WordPress post on the front end of a recipe.  It has a hero header with with spaghetti tacos image, followed by a description.  Below that are two columns.  A recipe card on the left and tips from readers on the right.

For this experiment, I relied on the ever-reliable Archeo theme by Automattic. It has been my go-to for several weeks now, and I will likely continue using it until I find something new that sparks my interest. It is definitely a solid solution for these types of tests.

Testing the New List and Quote Blocks

The call for testing asks volunteers to create a custom template for recipe posts. The only change I made to the theme’s default single template was to wrap the site header, post title, and post excerpt in a Cover block tied to the post’s featured image.

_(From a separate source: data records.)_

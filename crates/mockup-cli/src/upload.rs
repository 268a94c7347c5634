//! Authenticated mockup upload.

use std::path::Path;

use mockup_core::ArchiveBuilder;
use mockup_core::ErrorBody;
use mockup_core::UploadReceipt;
use mockup_core::api::FILE_FIELD;
use mockup_core::api::NAME_FIELD;
use mockup_core::api::review_url;
use mockup_core::api::upload_url;
use mockup_core::creation::contains_extension;
use reqwest::multipart::Form;
use reqwest::multipart::Part;
use tracing::debug;
use tracing::info;

use crate::credentials::StoredCredential;
use crate::error::ClientError;

const REQUIRED_EXTENSION: &str = "html";

/// Outcome of a successful upload.
#[derive(Debug, Clone)]
pub struct UploadSummary {
    /// Name the mockup was uploaded under.
    pub name: String,
    /// Server the archive was sent to.
    pub server: String,
    /// Allocated project and version.
    pub receipt: UploadReceipt,
    /// Browser URL of the new version.
    pub review_url: String,
    /// Number of files in the archive.
    pub files: usize,
    /// Size of the archive sent.
    pub archive_size: usize,
}

/// Uploads mockup directories with a stored credential.
pub struct UploadClient {
    http: reqwest::Client,
    credential: StoredCredential,
}

impl UploadClient {
    /// Creates a client for `credential`.
    pub fn new(credential: StoredCredential) -> Self {
        Self::with_http(credential, reqwest::Client::new())
    }

    /// Creates a client with a preconfigured HTTP client.
    pub const fn with_http(credential: StoredCredential, http: reqwest::Client) -> Self {
        Self { http, credential }
    }

    /// Packages `dir` and uploads it.
    ///
    /// `name` defaults to the directory's last path segment; `server`
    /// overrides the stored server.
    ///
    /// # Errors
    ///
    /// Local preconditions fail before any request is made:
    /// [`ClientError::Auth`] without a token, [`ClientError::Validation`] if
    /// `dir` is not a directory or holds no `.html` file. After that,
    /// [`ClientError::Transport`] means no response was received,
    /// [`ClientError::Server`] carries the server's own message and
    /// [`ClientError::InvalidResponse`] means a success carried no receipt.
    pub async fn upload(
        &self,
        dir: &Path,
        name: Option<&str>,
        server: Option<&str>,
    ) -> Result<UploadSummary, ClientError> {
        if !self.credential.is_logged_in() {
            return Err(ClientError::Auth);
        }
        if !dir.is_dir() {
            return Err(ClientError::Validation(format!(
                "{} is not a directory",
                dir.display()
            )));
        }
        if !contains_extension(dir, REQUIRED_EXTENSION)? {
            return Err(ClientError::Validation(format!(
                "no .{REQUIRED_EXTENSION} file found in {}",
                dir.display()
            )));
        }

        let name = name
            .map(str::trim)
            .filter(|name| !name.is_empty())
            .map_or_else(|| default_name(dir), str::to_string);
        let server = self.credential.resolve_server(server);

        let archive = ArchiveBuilder::new(dir).build()?;
        let files = archive.file_count();
        let bytes = archive.to_zip_bytes()?;
        let archive_size = bytes.len();
        debug!(files, archive_size, "archive ready");

        let form = Form::new()
            .text(NAME_FIELD, name.clone())
            .part(FILE_FIELD, Part::bytes(bytes).file_name("mockup.zip"));

        let response = self
            .http
            .post(upload_url(&server))
            .bearer_auth(&self.credential.token)
            .multipart(form)
            .send()
            .await?;

        let status = response.status();
        let body = response.text().await?;
        if !status.is_success() {
            return Err(ClientError::Server {
                status: status.as_u16(),
                message: server_message(status.as_u16(), &body),
            });
        }

        let receipt: UploadReceipt = serde_json::from_str(&body)
            .map_err(|e| ClientError::InvalidResponse(e.to_string()))?;
        let review_url = review_url(&server, &receipt);
        info!(version = %receipt.version_id, "upload complete");

        Ok(UploadSummary {
            name,
            server,
            receipt,
            review_url,
            files,
            archive_size,
        })
    }
}

fn default_name(dir: &Path) -> String {
    dir.file_name()
        .map(|name| name.to_string_lossy().into_owned())
        .or_else(|| {
            dir.canonicalize()
                .ok()
                .and_then(|abs| abs.file_name().map(|n| n.to_string_lossy().into_owned()))
        })
        .unwrap_or_else(|| "mockup".to_string())
}

/// Picks the message to show for a failed response.
fn server_message(status: u16, body: &str) -> String {
    if let Ok(ErrorBody { error }) = serde_json::from_str::<ErrorBody>(body) {
        if !error.trim().is_empty() {
            return error;
        }
    }
    let trimmed = body.trim();
    if trimmed.is_empty() {
        format!("upload failed with status {status}")
    } else {
        trimmed.to_string()
    }
}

WordPress template editor that showcases a Cover block housing the site header, post title, and post excerpt.
Custom single recipe template.

I described how to do this in a post in April. Once that was in place, I moved forward with building out a recipe post.

Ultimately, I added a short intro for the recipe. Then, used the Columns block to section off the recipe card and some tips from readers. This is where I was able to dive into the experimental List and Quote blocks.

The List block proved to be the most problematic. It seemed impossible to add a new item to the top level after an inserted sub-list. Clicking the first item and hitting Enter deleted everything nested below it. No amount of clicking or keyboard input seemed to get me back to the top level to continue adding more items.

Eventually, I wised up and navigated to the top level via the breadcrumbs in the editor. Then, I clicked the “+” icon (this could also be done from the editor’s list view). As someone who primarily works from the keyboard, this felt unintuitive.

WordPress post editor with a nested list block in the content canvas.
Troubleshooting a List block.

It also seems impossible to escape the List and into a new Paragraph block. In the past, this could be accomplished by hitting the Enter key twice while on the final list item. That action now creates a nested list.

Markdown-based lists are also not transformed into a List block when pasted into the editor. The formatting is lost, and each item gets absorbed into a Paragraph block.

The new Quote block worked well. It is now possible to add nested blocks inside it, one of the features I have long needed as a writer here at the Tavern when quoting from third-party resources.

One enhancement I would like to see for Quote v2 is the <cite> element separated into a standalone block. This would allow end-users to customize its design separately from the wrapping <blockquote> on the block and global levels. Currently, only theme authors can modify its style, which must be handled via custom CSS.

Overall, I am eager to see the finalized versions of these blocks. They will bring back some of the missing functionality from the classic editor and give users the flexibility to do even more.